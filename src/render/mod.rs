//! Chart rendering with the [`plotters`] bitmap backend.
//!
//! Submodules:
//! - `fdc`: flow-duration curve on a log value axis.
//! - `boxplot`: grouped water quality boxplots.
//! - `hydrograph`: precipitation over streamflow on a shared date axis.
//!
//! All renderers take an explicit `PlotConfig`, write PNG files into
//! `config.output_dir` (overwriting) and return the `Artifact` they wrote.

pub mod boxplot;
pub mod fdc;
pub mod hydrograph;

use std::fs;
use std::ops::Range;

use plotters::coord::ranged1d::{DefaultFormatting, KeyPointHint, Ranged};
use plotters::coord::types::RangedCoordf64;
use plotters::prelude::*;
use thiserror::Error;

use crate::config::{PlotConfig, Rgb};
use crate::model::HydroError;

pub use boxplot::{plot_boxplots, render_boxplot};
pub use fdc::{FDC_FILE, plot_fdc, render_fdc};
pub use hydrograph::{HYDROGRAPH_FILE, plot_hydrograph};

/// Errors that can occur during plot generation
#[derive(Error, Debug)]
pub enum PlotError {
    #[error("Failed to create drawing area: {0}")]
    DrawingArea(String),

    #[error("Failed to configure chart: {0}")]
    ChartConfig(String),

    #[error("Failed to draw chart elements: {0}")]
    Drawing(String),

    #[error("Failed to save plot to file: {0}")]
    FileSave(#[from] std::io::Error),

    #[error("Invalid data: {0}")]
    InvalidData(String),

    #[error(transparent)]
    Hydro(#[from] HydroError),
}

pub type Result<T> = core::result::Result<T, PlotError>;

// ---------------------------------------------------------------------------
// Shared helpers
// ---------------------------------------------------------------------------

pub(crate) fn rgb(color: Rgb) -> RGBColor {
    RGBColor(color[0], color[1], color[2])
}

/// Creates the output directory if needed.
pub(crate) fn prepare_output_dir(config: &PlotConfig) -> Result<()> {
    fs::create_dir_all(&config.output_dir)?;
    Ok(())
}

/// Line width in pixels for a width given in points.
pub(crate) fn stroke_px(config: &PlotConfig, points: f64) -> u32 {
    config.font_px(points).round().max(1.0) as u32
}

/// A pixel length derived from the base font size, for margins and label areas.
pub(crate) fn em(config: &PlotConfig, ems: f64) -> i32 {
    (config.base_font_px() * ems).round() as i32
}

/// Lower and upper bound of `values` padded by `fraction` of their span.
/// A zero span is widened by one unit on each side.
pub(crate) fn padded_range(values: impl Iterator<Item = f64>, fraction: f64) -> Option<(f64, f64)> {
    let (min, max) = values.fold((f64::INFINITY, f64::NEG_INFINITY), |(lo, hi), v| {
        (lo.min(v), hi.max(v))
    });
    if !min.is_finite() || !max.is_finite() {
        return None;
    }
    let span = max - min;
    if span == 0.0 {
        return Some((min - 1.0, max + 1.0));
    }
    Some((min - span * fraction, max + span * fraction))
}

/// Linear `f64` axis whose tick marks sit exactly at `ticks`.
///
/// Used for the FDC regime boundaries and the boxplot positions.
#[derive(Clone)]
pub(crate) struct KeyTickAxis {
    linear: RangedCoordf64,
    ticks: Vec<f64>,
}

impl KeyTickAxis {
    /// Ticks outside `range` are discarded.
    pub(crate) fn new(range: Range<f64>, ticks: impl IntoIterator<Item = f64>) -> Self {
        let ticks = ticks
            .into_iter()
            .filter(|t| *t >= range.start && *t <= range.end)
            .collect();
        Self {
            linear: range.into(),
            ticks,
        }
    }
}

impl Ranged for KeyTickAxis {
    type FormatOption = DefaultFormatting;
    type ValueType = f64;

    fn map(&self, value: &f64, limit: (i32, i32)) -> i32 {
        self.linear.map(value, limit)
    }

    fn key_points<Hint: KeyPointHint>(&self, hint: Hint) -> Vec<f64> {
        let max = hint.max_num_points();
        if max == 0 {
            return Vec::new();
        }
        let step = self.ticks.len().div_ceil(max).max(1);
        self.ticks.iter().copied().step_by(step).collect()
    }

    fn range(&self) -> Range<f64> {
        self.linear.range()
    }
}

pub(crate) fn area_err<E: std::fmt::Display>(e: E) -> PlotError {
    PlotError::DrawingArea(e.to_string())
}

pub(crate) fn chart_err<E: std::fmt::Display>(e: E) -> PlotError {
    PlotError::ChartConfig(e.to_string())
}

pub(crate) fn draw_err<E: std::fmt::Display>(e: E) -> PlotError {
    PlotError::Drawing(e.to_string())
}

/// Compact axis label: no decimals above 100, two significant decimals below.
pub(crate) fn format_value(value: f64) -> String {
    let magnitude = value.abs();
    if magnitude >= 100.0 || magnitude == 0.0 {
        format!("{:.0}", value)
    } else if magnitude >= 1.0 {
        format!("{:.1}", value)
    } else {
        format!("{:.2}", value)
    }
}
//! Combined precipitation and streamflow hydrograph.
//!
//! Two stacked panels share the date axis with a 1:2 height ratio.
//! Precipitation hangs from the top of the upper panel as daily bars
//! (inverted axis); streamflow is a line in the lower panel.

use std::path::PathBuf;

use chrono::{Days, NaiveDate};
use plotters::prelude::*;

use super::{
    PlotError, Result, area_err, chart_err, draw_err, em, format_value, padded_range,
    prepare_output_dir, rgb, stroke_px,
};
use crate::config::PlotConfig;
use crate::logging::{self, Component};
use crate::model::TimeTable;
use crate::report::{Artifact, ChartKind};

pub const HYDROGRAPH_FILE: &str = "Hydrograph.png";

/// First and last date covered by either series, widened to at least one day.
fn date_span(a: &[(NaiveDate, f64)], b: &[(NaiveDate, f64)]) -> Option<(NaiveDate, NaiveDate)> {
    let dates = a.iter().chain(b).map(|(d, _)| *d);
    let start = dates.clone().min()?;
    let end = dates.max()?;
    if start == end {
        return Some((start, start.checked_add_days(Days::new(1))?));
    }
    Some((start, end))
}

/// Renders `Hydrograph.png` from the streamflow and precipitation columns
/// named in `config.hydrograph`.
///
/// `title` may be empty; otherwise the figure is captioned
/// `"<title> Hydrograph"`.
pub fn plot_hydrograph(table: &TimeTable, title: &str, config: &PlotConfig) -> Result<Artifact> {
    config.validate()?;
    let settings = &config.hydrograph;

    let precip = table.series(&settings.precip_column)?;
    let flow = table.series(&settings.streamflow_column)?;
    if flow.is_empty() {
        return Err(PlotError::InvalidData(format!(
            "column '{}' has no observations",
            settings.streamflow_column
        )));
    }

    let (start, end) = date_span(&flow, &precip)
        .ok_or_else(|| PlotError::InvalidData("no dates to draw".to_string()))?;
    let precip_max = precip
        .iter()
        .map(|(_, p)| *p)
        .fold(0.0f64, f64::max)
        .max(f64::EPSILON)
        * 1.05;
    let (flow_min, flow_max) = padded_range(flow.iter().map(|(_, q)| *q), 0.05)
        .ok_or_else(|| PlotError::InvalidData("no finite streamflow values".to_string()))?;

    prepare_output_dir(config)?;
    let path: PathBuf = config.output_path(HYDROGRAPH_FILE);
    let font = config.font_family.as_str();
    let font_px = config.base_font_px();
    let (width, height) = config.pixels(settings.width_in, settings.height_in);

    // The backend borrows `path` until it is dropped.
    {
        let root = BitMapBackend::new(&path, (width, height)).into_drawing_area();
        root.fill(&WHITE).map_err(area_err)?;
        let root = if title.is_empty() {
            root
        } else {
            root.titled(&format!("{} Hydrograph", title), (font, font_px * 1.2))
                .map_err(area_err)?
        };

        let panel_split = (root.dim_in_pixel().1 / 3) as i32;
        let (upper, lower) = root.split_vertically(panel_split);
        let y_area = em(config, 5.0);

        // Precipitation, drawn downward from the top edge.
        let mut precip_chart = ChartBuilder::on(&upper)
            .margin(em(config, 0.8))
            .x_label_area_size(em(config, 0.5))
            .y_label_area_size(y_area)
            .build_cartesian_2d(start..end, 0f64..precip_max)
            .map_err(chart_err)?;

        let no_label = |_: &NaiveDate| String::new();
        let inverted = |y: &f64| format_value(precip_max - *y);
        precip_chart
            .configure_mesh()
            .y_desc(format!("precipitation ({})", settings.precip_unit))
            .label_style((font, font_px))
            .axis_desc_style((font, font_px))
            .x_label_formatter(&no_label)
            .y_label_formatter(&inverted)
            .draw()
            .map_err(draw_err)?;

        let bar_style = rgb(settings.precip_color).filled();
        precip_chart
            .draw_series(precip.iter().filter(|(_, p)| *p > 0.0).map(|(d, p)| {
                let next = d.succ_opt().unwrap_or(*d);
                Rectangle::new([(*d, precip_max - *p), (next, precip_max)], bar_style)
            }))
            .map_err(draw_err)?;

        // Streamflow.
        let mut flow_chart = ChartBuilder::on(&lower)
            .margin(em(config, 0.8))
            .x_label_area_size(em(config, 3.0))
            .y_label_area_size(y_area)
            .build_cartesian_2d(start..end, flow_min..flow_max)
            .map_err(chart_err)?;

        let date_label = |d: &NaiveDate| d.format("%Y-%m").to_string();
        let value_label = |q: &f64| format_value(*q);
        flow_chart
            .configure_mesh()
            .x_desc("Date")
            .y_desc(format!("Streamflow ({})", settings.unit))
            .label_style((font, font_px))
            .axis_desc_style((font, font_px))
            .x_label_formatter(&date_label)
            .y_label_formatter(&value_label)
            .draw()
            .map_err(draw_err)?;

        flow_chart
            .draw_series(LineSeries::new(
                flow.iter().copied(),
                rgb(settings.streamflow_color).stroke_width(stroke_px(config, 1.0)),
            ))
            .map_err(draw_err)?;

        root.present().map_err(draw_err)?;
    }

    logging::log_artifact_written(Component::Hydrograph, &path);

    Ok(Artifact {
        kind: ChartKind::Hydrograph,
        path,
        subject: Some(title.to_string()).filter(|t| !t.is_empty()),
        observations: flow.len() + precip.len(),
        flow_duration: None,
    })
}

» What to do: From the material above, copy every line that has the word "PlotError" in it.

» Exercise response:
pub enum PlotError {
pub type Result<T> = core::result::Result<T, PlotError>;
pub(crate) fn area_err<E: std::fmt::Display>(e: E) -> PlotError {
    PlotError::DrawingArea(e.to_string())
pub(crate) fn chart_err<E: std::fmt::Display>(e: E) -> PlotError {
    PlotError::ChartConfig(e.to_string())
pub(crate) fn draw_err<E: std::fmt::Display>(e: E) -> PlotError {
    PlotError::Drawing(e.to_string())
    PlotError, Result, area_err, chart_err, draw_err, em, format_value, padded_range,
        return Err(PlotError::InvalidData(format!(
        .ok_or_else(|| PlotError::InvalidData("no dates to draw".to_string()))?;
        .ok_or_else(|| PlotError::InvalidData("no finite streamflow values".to_string()))?;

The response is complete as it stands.